Stored records
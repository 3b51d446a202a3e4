//! OpenAI chat completions adapter (vision-capable GPT models).

use std::time::Duration;

use async_trait::async_trait;
use serde::{Deserialize, Serialize};
use tracing::debug;

use super::{
    DEFAULT_MAX_OUTPUT_TOKENS, DEFAULT_TIMEOUT, HttpReply, ProviderKind, RawResponse,
    VisionProvider, body_excerpt, classify_status, http_client, send,
};
use crate::{Credentials, ImagePayload, MediaKind, ProviderError, Result};

/// Default OpenAI API endpoint.
pub const DEFAULT_BASE_URL: &str = "https://api.openai.com/v1";

const ACCEPTED: &[MediaKind] = &[
    MediaKind::Png,
    MediaKind::Jpeg,
    MediaKind::Gif,
    MediaKind::Webp,
    MediaKind::Pdf,
];

/// Adapter for the OpenAI chat completions API.
#[derive(Debug, Clone)]
pub struct OpenAiProvider {
    client: reqwest::Client,
    base_url: String,
    timeout: Duration,
    max_output_tokens: u32,
}

#[derive(Debug, Serialize)]
struct ChatRequest<'a> {
    model: &'a str,
    messages: Vec<ChatMessage>,
    max_tokens: u32,
    temperature: f32,
}

#[derive(Debug, Serialize)]
struct ChatMessage {
    role: &'static str,
    content: Vec<ContentPart>,
}

#[derive(Debug, Serialize)]
#[serde(tag = "type", rename_all = "snake_case")]
enum ContentPart {
    Text { text: String },
    ImageUrl { image_url: ImageUrl },
    File { file: FileData },
}

#[derive(Debug, Serialize)]
struct ImageUrl {
    url: String,
}

#[derive(Debug, Serialize)]
struct FileData {
    filename: String,
    file_data: String,
}

#[derive(Debug, Deserialize)]
struct ChatResponse {
    #[serde(default)]
    choices: Vec<Choice>,
}

#[derive(Debug, Deserialize)]
struct Choice {
    message: ChoiceMessage,
    #[serde(default)]
    finish_reason: Option<String>,
}

#[derive(Debug, Deserialize)]
struct ChoiceMessage {
    #[serde(default)]
    content: Option<String>,
}

#[derive(Debug, Deserialize)]
struct ErrorEnvelope {
    error: ApiError,
}

#[derive(Debug, Deserialize)]
struct ApiError {
    message: String,
    #[serde(default)]
    code: Option<serde_json::Value>,
}

impl OpenAiProvider {
    /// Create an adapter pointing at the public OpenAI endpoint.
    pub fn new() -> Self {
        Self {
            client: http_client(),
            base_url: DEFAULT_BASE_URL.to_string(),
            timeout: DEFAULT_TIMEOUT,
            max_output_tokens: DEFAULT_MAX_OUTPUT_TOKENS,
        }
    }

    /// Point at a different (OpenAI-compatible) endpoint.
    pub fn with_base_url(mut self, base_url: impl Into<String>) -> Self {
        self.base_url = base_url.into().trim_end_matches('/').to_string();
        self
    }

    pub fn with_timeout(mut self, timeout: Duration) -> Self {
        self.timeout = timeout;
        self
    }

    pub fn with_max_output_tokens(mut self, max_output_tokens: u32) -> Self {
        self.max_output_tokens = max_output_tokens;
        self
    }

    fn endpoint(&self) -> String {
        format!("{}/chat/completions", self.base_url)
    }
}

impl Default for OpenAiProvider {
    fn default() -> Self {
        Self::new()
    }
}

#[async_trait]
impl VisionProvider for OpenAiProvider {
    fn kind(&self) -> ProviderKind {
        ProviderKind::OpenAi
    }

    fn accepted_media(&self) -> &'static [MediaKind] {
        ACCEPTED
    }

    async fn submit(
        &self,
        image: &ImagePayload,
        prompt: &str,
        model: &str,
        credentials: &Credentials,
    ) -> Result<RawResponse> {
        let image = image
            .normalized_for(self.accepted_media())
            .map_err(|e| ProviderError::InvalidRequest {
                provider: ProviderKind::OpenAi,
                message: format!("cannot convert {} payload: {}", image.kind(), e),
            })?;

        let body = build_request(&image, prompt, model, self.max_output_tokens);

        debug!(
            model,
            media = %image.kind(),
            bytes = image.bytes().len(),
            "Submitting to OpenAI"
        );

        let request = self
            .client
            .post(self.endpoint())
            .bearer_auth(credentials.expose())
            .json(&body);

        let reply = send(ProviderKind::OpenAi, request, self.timeout).await?;
        decode_reply(model, &reply, self.timeout)
    }
}

fn build_request<'a>(
    image: &ImagePayload,
    prompt: &str,
    model: &'a str,
    max_tokens: u32,
) -> ChatRequest<'a> {
    let attachment = match image.kind() {
        MediaKind::Pdf => ContentPart::File {
            file: FileData {
                filename: if image.file_name().is_empty() {
                    "document.pdf".to_string()
                } else {
                    image.file_name().to_string()
                },
                file_data: image.data_url(),
            },
        },
        _ => ContentPart::ImageUrl {
            image_url: ImageUrl {
                url: image.data_url(),
            },
        },
    };

    ChatRequest {
        model,
        messages: vec![ChatMessage {
            role: "user",
            content: vec![
                ContentPart::Text {
                    text: prompt.to_string(),
                },
                attachment,
            ],
        }],
        max_tokens,
        temperature: 0.0,
    }
}

fn decode_reply(model: &str, reply: &HttpReply, timeout: Duration) -> Result<RawResponse> {
    let provider = ProviderKind::OpenAi;

    if !(200..300).contains(&reply.status) {
        return Err(classify_error(model, reply, timeout));
    }

    if reply.body.trim().is_empty() {
        return Err(ProviderError::EmptyResponse {
            provider,
            reason: None,
        });
    }

    let response: ChatResponse =
        serde_json::from_str(&reply.body).map_err(|e| ProviderError::Decode {
            provider,
            message: e.to_string(),
        })?;

    let choice = response
        .choices
        .into_iter()
        .next()
        .ok_or(ProviderError::EmptyResponse {
            provider,
            reason: Some("no choices".to_string()),
        })?;

    match choice.message.content {
        Some(text) if !text.trim().is_empty() => Ok(RawResponse {
            text,
            finish_reason: choice.finish_reason,
        }),
        _ => Err(ProviderError::EmptyResponse {
            provider,
            reason: choice.finish_reason,
        }),
    }
}

fn classify_error(model: &str, reply: &HttpReply, timeout: Duration) -> ProviderError {
    let provider = ProviderKind::OpenAi;

    let (message, code) = match serde_json::from_str::<ErrorEnvelope>(&reply.body) {
        Ok(envelope) => (
            envelope.error.message,
            envelope
                .error
                .code
                .and_then(|c| c.as_str().map(str::to_string)),
        ),
        Err(_) => (body_excerpt(&reply.body), None),
    };

    let lowered = message.to_lowercase();
    let model_missing = code.as_deref() == Some("model_not_found")
        || (lowered.contains("model") && lowered.contains("does not exist"));

    if model_missing {
        return ProviderError::UnknownModel {
            provider,
            model: model.to_string(),
            message,
        };
    }

    if code.as_deref() == Some("insufficient_quota") {
        return ProviderError::RateLimited {
            provider,
            retry_after: reply.retry_after,
            message,
        };
    }

    classify_status(provider, model, reply, message, timeout)
}
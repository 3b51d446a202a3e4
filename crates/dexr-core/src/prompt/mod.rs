//! Extraction prompt templates.
//!
//! Each document type has a fixed list of fields the model is asked for.
//! Templates are versioned so stored records can be traced back to the
//! instructions that produced them.

use std::fmt::Write as _;

use serde::Serialize;

use crate::models::document::DocumentType;

/// Version tag stamped on every template and record.
pub const PROMPT_VERSION: &str = "2024-06.1";

/// One field the model is asked to extract.
#[derive(Debug, Clone, Copy, PartialEq, Eq, Serialize)]
pub struct FieldSpec {
    /// Key expected in the JSON answer.
    pub key: &'static str,
    /// Short description shown to the model.
    pub hint: &'static str,
}

const fn field(key: &'static str, hint: &'static str) -> FieldSpec {
    FieldSpec { key, hint }
}

const INVOICE_FIELDS: &[FieldSpec] = &[
    field("invoice_number", "invoice number or identifier"),
    field("date", "issue date"),
    field("due_date", "payment due date"),
    field("vendor", "vendor or supplier name"),
    field("vendor_address", "vendor address"),
    field("customer", "customer or buyer name"),
    field("customer_address", "customer billing or shipping address"),
    field("line_items", "array of {description, quantity, unit_price, total}"),
    field("subtotal", "amount before tax"),
    field("tax", "tax amount"),
    field("tax_rate", "tax rate"),
    field("discount", "discount, if any"),
    field("total", "total amount due"),
    field("currency", "currency code or symbol"),
    field("payment_terms", "payment terms"),
    field("purchase_order_number", "purchase order number, if any"),
];

const RECEIPT_FIELDS: &[FieldSpec] = &[
    field("merchant", "store or merchant name"),
    field("merchant_address", "store address"),
    field("merchant_contact", "store phone, email or website"),
    field("receipt_number", "receipt number or transaction id"),
    field("date", "purchase date"),
    field("time", "purchase time"),
    field("cashier", "cashier or server name, if any"),
    field("items", "array of {description, quantity, price}"),
    field("subtotal", "amount before tax"),
    field("tax", "tax amount"),
    field("total", "total paid"),
    field("payment_method", "cash, card, etc."),
    field("card_last_four", "last four card digits, if shown"),
    field("change_given", "change given, if any"),
    field("return_policy", "return policy text"),
];

const EMAIL_FIELDS: &[FieldSpec] = &[
    field("from", "sender name and address"),
    field("to", "recipient names and addresses"),
    field("cc", "carbon copy recipients"),
    field("bcc", "blind carbon copy recipients, if visible"),
    field("date", "sent date and time"),
    field("subject", "subject line"),
    field("body", "message body"),
    field("attachments", "attachments mentioned"),
    field("signature", "signature block"),
    field("contact_information", "phone numbers, addresses and similar"),
    field("links", "URLs in the message"),
    field("action_items", "requests or tasks for the reader"),
    field("deadlines", "key dates or deadlines"),
];

const GENERAL_FIELDS: &[FieldSpec] = &[
    field("title", "document title or kind"),
    field("date", "document date"),
    field("author", "sender or author"),
    field("recipient", "recipient"),
    field("entities", "names, organizations and locations"),
    field("amounts", "monetary amounts"),
    field("reference_numbers", "reference or account numbers"),
    field("summary", "short summary of the content"),
];

/// A rendered, versioned instruction text.
#[derive(Debug, Clone, PartialEq, Eq, Serialize)]
pub struct PromptTemplate {
    pub document_type: DocumentType,
    pub version: &'static str,
    pub text: String,
}

/// Builds extraction and classification prompts.
pub struct PromptBuilder;

impl PromptBuilder {
    /// Fields expected for a document type.
    ///
    /// For [`DocumentType::General`] these are suggestions only.
    pub fn fields(doc_type: DocumentType) -> &'static [FieldSpec] {
        match doc_type {
            DocumentType::Invoice => INVOICE_FIELDS,
            DocumentType::Receipt => RECEIPT_FIELDS,
            DocumentType::Email => EMAIL_FIELDS,
            DocumentType::General => GENERAL_FIELDS,
        }
    }

    /// Render the extraction prompt for a document type.
    pub fn build(doc_type: DocumentType) -> PromptTemplate {
        let mut text = String::new();

        let _ = writeln!(
            text,
            "You are an expert document analyzer. Extract the entities from the attached {} image.",
            doc_type.label().to_lowercase()
        );
        text.push('\n');

        match doc_type {
            DocumentType::General => {
                text.push_str(
                    "Identify every salient entity in the document and choose a short \
                     snake_case key for each one. The following keys are suggestions:\n",
                );
            }
            _ => {
                text.push_str("Return exactly these keys:\n");
            }
        }

        for spec in Self::fields(doc_type) {
            let _ = writeln!(text, "- {}: {}", spec.key, spec.hint);
        }

        text.push('\n');
        text.push_str(
            "Respond with a single JSON object and nothing else. No prose, no markdown.\n\
             Use null for any field that is not present in the document.\n\
             Keep amounts, dates and identifiers exactly as printed.\n",
        );

        PromptTemplate {
            document_type: doc_type,
            version: PROMPT_VERSION,
            text,
        }
    }

    /// Prompt for the auto-detect sub-request.
    pub fn classification() -> String {
        let choices: Vec<&str> = DocumentType::ALL.iter().map(|t| t.as_str()).collect();
        format!(
            "Look at the attached document image and decide what kind of document it is.\n\
             Answer with exactly one word from this list: {}.\n\
             If none fits, answer general.",
            choices.join(", ")
        )
    }
}

#[cfg(test)]
mod tests {
    use super::*;
    use pretty_assertions::assert_eq;

    #[test]
    fn test_build_is_deterministic() {
        for doc_type in DocumentType::ALL {
            assert_eq!(PromptBuilder::build(doc_type), PromptBuilder::build(doc_type));
        }
    }

    #[test]
    fn test_invoice_prompt_lists_fields() {
        let template = PromptBuilder::build(DocumentType::Invoice);
        assert_eq!(template.version, PROMPT_VERSION);
        assert_eq!(template.document_type, DocumentType::Invoice);

        for spec in PromptBuilder::fields(DocumentType::Invoice) {
            assert!(template.text.contains(spec.key), "missing {}", spec.key);
        }
        assert!(template.text.contains("null"));
        assert!(template.text.contains("JSON object"));
    }

    #[test]
    fn test_general_prompt_is_open_ended() {
        let template = PromptBuilder::build(DocumentType::General);
        assert!(template.text.contains("suggestions"));
        assert!(!template.text.contains("Return exactly these keys"));
    }

    #[test]
    fn test_field_keys_are_unique() {
        for doc_type in DocumentType::ALL {
            let fields = PromptBuilder::fields(doc_type);
            let mut keys: Vec<_> = fields.iter().map(|f| f.key).collect();
            keys.sort_unstable();
            keys.dedup();
            assert_eq!(keys.len(), fields.len(), "{doc_type:?}");
        }
    }

    #[test]
    fn test_classification_prompt_names_every_type() {
        let prompt = PromptBuilder::classification();
        for doc_type in DocumentType::ALL {
            assert!(prompt.contains(doc_type.as_str()));
        }
    }
}
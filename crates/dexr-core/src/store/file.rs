//! Record store backed by one JSON file per record.

use std::io::ErrorKind;
use std::path::{Path, PathBuf};

use async_trait::async_trait;
use chrono::{DateTime, Utc};
use serde::{Deserialize, Serialize};
use tokio::fs;
use tracing::{debug, warn};
use uuid::Uuid;

use super::{FieldQuery, RecordFilter, RecordStore, Result, SearchHit};
use crate::error::StoreError;
use crate::models::record::ExtractionRecord;

/// Stores each record as `<id>.json` in a directory.
#[derive(Debug, Clone)]
pub struct JsonFileStore {
    dir: PathBuf,
}

/// On-disk shape: the record plus the time it was first saved.
#[derive(Debug, Serialize, Deserialize)]
struct StoredRow {
    #[serde(flatten)]
    record: ExtractionRecord,
    created_at: DateTime<Utc>,
}

impl JsonFileStore {
    /// Open a store, creating the directory if needed.
    pub async fn open(dir: impl Into<PathBuf>) -> Result<Self> {
        let dir = dir.into();
        fs::create_dir_all(&dir).await?;
        debug!("Opened record store at {}", dir.display());
        Ok(Self { dir })
    }

    pub fn dir(&self) -> &Path {
        &self.dir
    }

    fn path_for(&self, id: Uuid) -> PathBuf {
        self.dir.join(format!("{id}.json"))
    }

    async fn read_row(&self, path: &Path) -> Result<Option<StoredRow>> {
        let content = match fs::read_to_string(path).await {
            Ok(content) => content,
            Err(e) if e.kind() == ErrorKind::NotFound => return Ok(None),
            Err(e) => return Err(e.into()),
        };

        serde_json::from_str(&content)
            .map(Some)
            .map_err(|e| StoreError::Corrupt {
                path: path.to_path_buf(),
                message: e.to_string(),
            })
    }

    /// Every readable record in the directory. Unreadable files are skipped.
    async fn load_all(&self) -> Result<Vec<ExtractionRecord>> {
        let mut entries = fs::read_dir(&self.dir).await?;
        let mut records = Vec::new();

        while let Some(entry) = entries.next_entry().await? {
            let path = entry.path();
            if path.extension().and_then(|e| e.to_str()) != Some("json") {
                continue;
            }

            match self.read_row(&path).await {
                Ok(Some(row)) => records.push(row.record),
                Ok(None) => {}
                Err(e) => warn!("Skipping unreadable record: {}", e),
            }
        }

        Ok(records)
    }
}

#[async_trait]
impl RecordStore for JsonFileStore {
    async fn save(&self, record: &ExtractionRecord) -> Result<Uuid> {
        let id = record.id();
        let path = self.path_for(id);

        // Keep the original creation time when a record is saved again.
        let created_at = match self.read_row(&path).await {
            Ok(Some(existing)) => existing.created_at,
            _ => Utc::now(),
        };

        let row = StoredRow {
            record: record.clone(),
            created_at,
        };
        let content = serde_json::to_string_pretty(&row)?;

        let tmp = self.dir.join(format!(".{id}.json.tmp"));
        fs::write(&tmp, content).await?;
        fs::rename(&tmp, &path).await?;

        debug!(%id, "Saved record to {}", path.display());
        Ok(id)
    }

    async fn get(&self, id: Uuid) -> Result<Option<ExtractionRecord>> {
        Ok(self.read_row(&self.path_for(id)).await?.map(|row| row.record))
    }

    async fn list(&self, filter: &RecordFilter) -> Result<Vec<ExtractionRecord>> {
        Ok(filter.apply(self.load_all().await?))
    }

    async fn search(&self, query: &FieldQuery) -> Result<Vec<SearchHit>> {
        let records = self.load_all().await?;
        Ok(query.apply(&records))
    }
}

#[cfg(test)]
mod tests {
    use super::*;
    use crate::models::document::DocumentType;
    use crate::store::tests::record;
    use pretty_assertions::assert_eq;
    use serde_json::{Value, json};

    #[tokio::test]
    async fn test_round_trip() {
        let dir = tempfile::tempdir().unwrap();
        let store = JsonFileStore::open(dir.path().join("records")).await.unwrap();
        let rec = record(
            DocumentType::Invoice,
            json!({"invoice_number": "INV-001", "line_items": [{"qty": 1}]}),
            4,
        );

        let id = store.save(&rec).await.unwrap();
        assert_eq!(store.get(id).await.unwrap(), Some(rec));
        assert!(store.get(Uuid::new_v4()).await.unwrap().is_none());
    }

    #[tokio::test]
    async fn test_row_shape_and_idempotent_save() {
        let dir = tempfile::tempdir().unwrap();
        let store = JsonFileStore::open(dir.path()).await.unwrap();
        let rec = record(DocumentType::Receipt, json!({"total": 3}), 4);

        store.save(&rec).await.unwrap();
        let path = dir.path().join(format!("{}.json", rec.id()));
        let first: Value = serde_json::from_str(&std::fs::read_to_string(&path).unwrap()).unwrap();

        store.save(&rec).await.unwrap();
        let second: Value = serde_json::from_str(&std::fs::read_to_string(&path).unwrap()).unwrap();

        for key in [
            "id",
            "document_type",
            "uploaded_at",
            "entities",
            "raw_text",
            "file_name",
            "model_used",
            "provider",
            "prompt_version",
            "created_at",
        ] {
            assert!(first.get(key).is_some(), "missing {key}");
        }
        assert_eq!(first["created_at"], second["created_at"]);

        let files = std::fs::read_dir(dir.path()).unwrap().count();
        assert_eq!(files, 1);
    }

    #[tokio::test]
    async fn test_list_search_and_skip_corrupt() {
        let dir = tempfile::tempdir().unwrap();
        let store = JsonFileStore::open(dir.path()).await.unwrap();

        let a = record(DocumentType::Invoice, json!({"total": "10.00"}), 1);
        let b = record(DocumentType::Invoice, json!({"total": "20.00"}), 2);
        let c = record(DocumentType::Email, json!({"subject": "Hi"}), 3);
        for rec in [&a, &b, &c] {
            store.save(rec).await.unwrap();
        }
        std::fs::write(dir.path().join("broken.json"), "{not json").unwrap();
        std::fs::write(dir.path().join("notes.txt"), "ignored").unwrap();

        let invoices = store
            .list(&RecordFilter {
                document_type: Some(DocumentType::Invoice),
                limit: None,
            })
            .await
            .unwrap();
        assert_eq!(invoices, vec![b.clone(), a.clone()]);

        let hits = store.search(&FieldQuery::key("total")).await.unwrap();
        let values: Vec<_> = hits.iter().map(|h| h.value.as_str()).collect();
        assert_eq!(values, vec!["20.00", "10.00"]);

        let exact = store
            .search(&FieldQuery::key("total").equals("10.00"))
            .await
            .unwrap();
        assert_eq!(exact.len(), 1);
        assert_eq!(exact[0].id, a.id());
    }
}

* Task description
Say, as a single number, how many lines of the records hold the word "StoredRow".

* Result below
3